* _Your objective_:
The answer is to be the data below, written out in full and exactly.

* _Records for this task_:
[Start of section]
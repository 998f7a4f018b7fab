//! Bank Ledger HTTP client implementation.

use std::time::Duration;

use reqwest::{Client, RequestBuilder};
use rust_decimal::Decimal;
use serde::de::DeserializeOwned;

use crate::error::ClientError;
use crate::types::{
    Account, AccountList, AmountRequest, ApiErrorResponse, Balance, Deleted, Health,
    OpenAccountRequest, Summary, TransactionPage,
};

/// Bank Ledger API client.
#[derive(Debug, Clone)]
pub struct BankLedgerClient {
    client: Client,
    base_url: String,
}

impl BankLedgerClient {
    /// Create a new client.
    ///
    /// # Arguments
    ///
    /// * `base_url` - Base URL of the service (e.g., `"http://localhost:8080"`)
    ///
    /// # Errors
    ///
    /// Returns an error if the HTTP client cannot be built.
    pub fn new(base_url: impl Into<String>) -> Result<Self, ClientError> {
        Self::with_options(base_url, ClientOptions::default())
    }

    /// Create a new client with custom options.
    ///
    /// # Errors
    ///
    /// Returns an error if the HTTP client cannot be built.
    pub fn with_options(
        base_url: impl Into<String>,
        options: ClientOptions,
    ) -> Result<Self, ClientError> {
        let client = Client::builder()
            .timeout(Duration::from_secs(options.timeout_seconds))
            .build()?;

        Ok(Self {
            client,
            base_url: base_url.into().trim_end_matches('/').to_string(),
        })
    }

    /// Check service health.
    ///
    /// # Errors
    ///
    /// Returns an error if the request fails or the server returns an error.
    pub async fn health(&self) -> Result<Health, ClientError> {
        self.send(self.client.get(self.url("/health"))).await
    }

    /// Open a new account.
    ///
    /// # Errors
    ///
    /// Returns `ClientError::AccountExists` if the number is taken,
    /// `ClientError::Validation` if the input is rejected.
    pub async fn open_account(&self, request: &OpenAccountRequest) -> Result<Account, ClientError> {
        self.send(self.client.post(self.url("/accounts")).json(request))
            .await
    }

    /// List every live account.
    ///
    /// # Errors
    ///
    /// Returns an error if the request fails or the server returns an error.
    pub async fn list_accounts(&self) -> Result<Vec<Account>, ClientError> {
        let list: AccountList = self.send(self.client.get(self.url("/accounts"))).await?;
        Ok(list.accounts)
    }

    /// Get an account by number.
    ///
    /// # Errors
    ///
    /// Returns `ClientError::AccountNotFound` if the account does not exist.
    pub async fn get_account(&self, account_no: &str) -> Result<Account, ClientError> {
        self.send(self.client.get(self.account_url(account_no, "")))
            .await
    }

    /// Get an account's current balance.
    ///
    /// # Errors
    ///
    /// Returns `ClientError::AccountNotFound` if the account does not exist.
    pub async fn balance(&self, account_no: &str) -> Result<Balance, ClientError> {
        self.send(self.client.get(self.account_url(account_no, "/balance")))
            .await
    }

    /// Deposit money.
    ///
    /// # Errors
    ///
    /// Returns `ClientError::AccountNotFound` or `ClientError::Validation`.
    pub async fn deposit(&self, account_no: &str, amount: Decimal) -> Result<Account, ClientError> {
        self.send(
            self.client
                .post(self.account_url(account_no, "/deposit"))
                .json(&AmountRequest { amount }),
        )
        .await
    }

    /// Withdraw money.
    ///
    /// # Errors
    ///
    /// Returns `ClientError::InsufficientFunds` if the balance is too low,
    /// `ClientError::AccountNotFound` or `ClientError::Validation` otherwise.
    pub async fn withdraw(&self, account_no: &str, amount: Decimal) -> Result<Account, ClientError> {
        self.send(
            self.client
                .post(self.account_url(account_no, "/withdraw"))
                .json(&AmountRequest { amount }),
        )
        .await
    }

    /// Delete an account.
    ///
    /// # Errors
    ///
    /// Returns `ClientError::AccountNotFound` if the account does not exist.
    pub async fn delete_account(&self, account_no: &str) -> Result<Deleted, ClientError> {
        self.send(self.client.delete(self.account_url(account_no, "")))
            .await
    }

    /// Fetch transaction history, newest first.
    ///
    /// `limit` of `None` returns everything after `offset`.
    ///
    /// # Errors
    ///
    /// Returns `ClientError::AccountNotFound` if the account does not exist.
    pub async fn transactions(
        &self,
        account_no: &str,
        limit: Option<usize>,
        offset: usize,
    ) -> Result<TransactionPage, ClientError> {
        let mut request = self
            .client
            .get(self.account_url(account_no, "/transactions"))
            .query(&[("offset", offset)]);
        if let Some(limit) = limit {
            request = request.query(&[("limit", limit)]);
        }
        self.send(request).await
    }

    /// Fetch ledger-wide totals.
    ///
    /// # Errors
    ///
    /// Returns an error if the request fails or the server returns an error.
    pub async fn summary(&self) -> Result<Summary, ClientError> {
        self.send(self.client.get(self.url("/summary"))).await
    }

    fn url(&self, path: &str) -> String {
        format!("{}{path}", self.base_url)
    }

    fn account_url(&self, account_no: &str, suffix: &str) -> String {
        format!("{}/accounts/{account_no}{suffix}", self.base_url)
    }

    async fn send<T: DeserializeOwned>(&self, request: RequestBuilder) -> Result<T, ClientError> {
        let response = request.send().await?;
        Self::handle_response(response).await
    }

    /// Handle API response and convert errors.
    async fn handle_response<T: DeserializeOwned>(
        response: reqwest::Response,
    ) -> Result<T, ClientError> {
        let status = response.status();
        let body = response.bytes().await?;

        if status.is_success() {
            return Ok(serde_json::from_slice(&body)?);
        }

        let Ok(api_error) = serde_json::from_slice::<ApiErrorResponse>(&body) else {
            return Err(ClientError::Api {
                code: "unknown".to_string(),
                message: format!("HTTP {status}"),
                status: status.as_u16(),
            });
        };

        let code = api_error.error.code;
        let message = api_error.error.message;
        tracing::debug!(status = status.as_u16(), code = %code, "API returned an error");

        match code.as_str() {
            "account_not_found" => Err(ClientError::AccountNotFound { message }),
            "account_exists" => Err(ClientError::AccountExists { message }),
            "insufficient_funds" => {
                let detail = |key: &str| {
                    api_error
                        .error
                        .details
                        .as_ref()
                        .and_then(|d| d.get(key))
                        .and_then(serde_json::Value::as_i64)
                        .unwrap_or(0)
                };
                Err(ClientError::InsufficientFunds {
                    balance_cents: detail("balance_cents"),
                    required_cents: detail("required_cents"),
                })
            }
            "invalid_account_number" | "invalid_name" | "insufficient_initial_balance"
            | "invalid_amount" => Err(ClientError::Validation { code, message }),
            _ => Err(ClientError::Api {
                code,
                message,
                status: status.as_u16(),
            }),
        }
    }
}

/// Client options for customization.
#[derive(Debug, Clone)]
pub struct ClientOptions {
    /// Request timeout in seconds (default: 30).
    pub timeout_seconds: u64,
}

impl Default for ClientOptions {
    fn default() -> Self {
        Self {
            timeout_seconds: 30,
        }
    }
}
[End of section]
* _Solution for this task_:
repository 998f7a4f018b7fab
//! Bank Ledger HTTP client implementation.

use std::time::Duration;

use reqwest::{Client, RequestBuilder};
use rust_decimal::Decimal;
use serde::de::DeserializeOwned;

use crate::error::ClientError;
use crate::types::{
    Account, AccountList, AmountRequest, ApiErrorResponse, Balance, Deleted, Health,
    OpenAccountRequest, Summary, TransactionPage,
};

/// Bank Ledger API client.
#[derive(Debug, Clone)]
pub struct BankLedgerClient {
    client: Client,
    base_url: String,
}

impl BankLedgerClient {
    /// Create a new client.
    ///
    /// # Arguments
    ///
    /// * `base_url` - Base URL of the service (e.g., `"http://localhost:8080"`)
    ///
    /// # Errors
    ///
    /// Returns an error if the HTTP client cannot be built.
    pub fn new(base_url: impl Into<String>) -> Result<Self, ClientError> {
        Self::with_options(base_url, ClientOptions::default())
    }

    /// Create a new client with custom options.
    ///
    /// # Errors
    ///
    /// Returns an error if the HTTP client cannot be built.
    pub fn with_options(
        base_url: impl Into<String>,
        options: ClientOptions,
    ) -> Result<Self, ClientError> {
        let client = Client::builder()
            .timeout(Duration::from_secs(options.timeout_seconds))
            .build()?;

        Ok(Self {
            client,
            base_url: base_url.into().trim_end_matches('/').to_string(),
        })
    }

    /// Check service health.
    ///
    /// # Errors
    ///
    /// Returns an error if the request fails or the server returns an error.
    pub async fn health(&self) -> Result<Health, ClientError> {
        self.send(self.client.get(self.url("/health"))).await
    }

    /// Open a new account.
    ///
    /// # Errors
    ///
    /// Returns `ClientError::AccountExists` if the number is taken,
    /// `ClientError::Validation` if the input is rejected.
    pub async fn open_account(&self, request: &OpenAccountRequest) -> Result<Account, ClientError> {
        self.send(self.client.post(self.url("/accounts")).json(request))
            .await
    }

    /// List every live account.
    ///
    /// # Errors
    ///
    /// Returns an error if the request fails or the server returns an error.
    pub async fn list_accounts(&self) -> Result<Vec<Account>, ClientError> {
        let list: AccountList = self.send(self.client.get(self.url("/accounts"))).await?;
        Ok(list.accounts)
    }

    /// Get an account by number.
    ///
    /// # Errors
    ///
    /// Returns `ClientError::AccountNotFound` if the account does not exist.
    pub async fn get_account(&self, account_no: &str) -> Result<Account, ClientError> {
        self.send(self.client.get(self.account_url(account_no, "")))
            .await
    }

    /// Get an account's current balance.
    ///
    /// # Errors
    ///
    /// Returns `ClientError::AccountNotFound` if the account does not exist.
    pub async fn balance(&self, account_no: &str) -> Result<Balance, ClientError> {
        self.send(self.client.get(self.account_url(account_no, "/balance")))
            .await
    }

    /// Deposit money.
    ///
    /// # Errors
    ///
    /// Returns `ClientError::AccountNotFound` or `ClientError::Validation`.
    pub async fn deposit(&self, account_no: &str, amount: Decimal) -> Result<Account, ClientError> {
        self.send(
            self.client
                .post(self.account_url(account_no, "/deposit"))
                .json(&AmountRequest { amount }),
        )
        .await
    }

    /// Withdraw money.
    ///
    /// # Errors
    ///
    /// Returns `ClientError::InsufficientFunds` if the balance is too low,
    /// `ClientError::AccountNotFound` or `ClientError::Validation` otherwise.
    pub async fn withdraw(&self, account_no: &str, amount: Decimal) -> Result<Account, ClientError> {
        self.send(
            self.client
                .post(self.account_url(account_no, "/withdraw"))
                .json(&AmountRequest { amount }),
        )
        .await
    }

    /// Delete an account.
    ///
    /// # Errors
    ///
    /// Returns `ClientError::AccountNotFound` if the account does not exist.
    pub async fn delete_account(&self, account_no: &str) -> Result<Deleted, ClientError> {
        self.send(self.client.delete(self.account_url(account_no, "")))
            .await
    }

    /// Fetch transaction history, newest first.
    ///
    /// `limit` of `None` returns everything after `offset`.
    ///
    /// # Errors
    ///
    /// Returns `ClientError::AccountNotFound` if the account does not exist.
    pub async fn transactions(
        &self,
        account_no: &str,
        limit: Option<usize>,
        offset: usize,
    ) -> Result<TransactionPage, ClientError> {
        let mut request = self
            .client
            .get(self.account_url(account_no, "/transactions"))
            .query(&[("offset", offset)]);
        if let Some(limit) = limit {
            request = request.query(&[("limit", limit)]);
        }
        self.send(request).await
    }

    /// Fetch ledger-wide totals.
    ///
    /// # Errors
    ///
    /// Returns an error if the request fails or the server returns an error.
    pub async fn summary(&self) -> Result<Summary, ClientError> {
        self.send(self.client.get(self.url("/summary"))).await
    }

    fn url(&self, path: &str) -> String {
        format!("{}{path}", self.base_url)
    }

    fn account_url(&self, account_no: &str, suffix: &str) -> String {
        format!("{}/accounts/{account_no}{suffix}", self.base_url)
    }

    async fn send<T: DeserializeOwned>(&self, request: RequestBuilder) -> Result<T, ClientError> {
        let response = request.send().await?;
        Self::handle_response(response).await
    }

    /// Handle API response and convert errors.
    async fn handle_response<T: DeserializeOwned>(
        response: reqwest::Response,
    ) -> Result<T, ClientError> {
        let status = response.status();
        let body = response.bytes().await?;

        if status.is_success() {
            return Ok(serde_json::from_slice(&body)?);
        }

        let Ok(api_error) = serde_json::from_slice::<ApiErrorResponse>(&body) else {
            return Err(ClientError::Api {
                code: "unknown".to_string(),
                message: format!("HTTP {status}"),
                status: status.as_u16(),
            });
        };

        let code = api_error.error.code;
        let message = api_error.error.message;
        tracing::debug!(status = status.as_u16(), code = %code, "API returned an error");

        match code.as_str() {
            "account_not_found" => Err(ClientError::AccountNotFound { message }),
            "account_exists" => Err(ClientError::AccountExists { message }),
            "insufficient_funds" => {
                let detail = |key: &str| {
                    api_error
                        .error
                        .details
                        .as_ref()
                        .and_then(|d| d.get(key))
                        .and_then(serde_json::Value::as_i64)
                        .unwrap_or(0)
                };
                Err(ClientError::InsufficientFunds {
                    balance_cents: detail("balance_cents"),
                    required_cents: detail("required_cents"),
                })
            }
            "invalid_account_number" | "invalid_name" | "insufficient_initial_balance"
            | "invalid_amount" => Err(ClientError::Validation { code, message }),
            _ => Err(ClientError::Api {
                code,
                message,
                status: status.as_u16(),
            }),
        }
    }
}

/// Client options for customization.
#[derive(Debug, Clone)]
pub struct ClientOptions {
    /// Request timeout in seconds (default: 30).
    pub timeout_seconds: u64,
}

impl Default for ClientOptions {
    fn default() -> Self {
        Self {
            timeout_seconds: 30,
        }
    }
}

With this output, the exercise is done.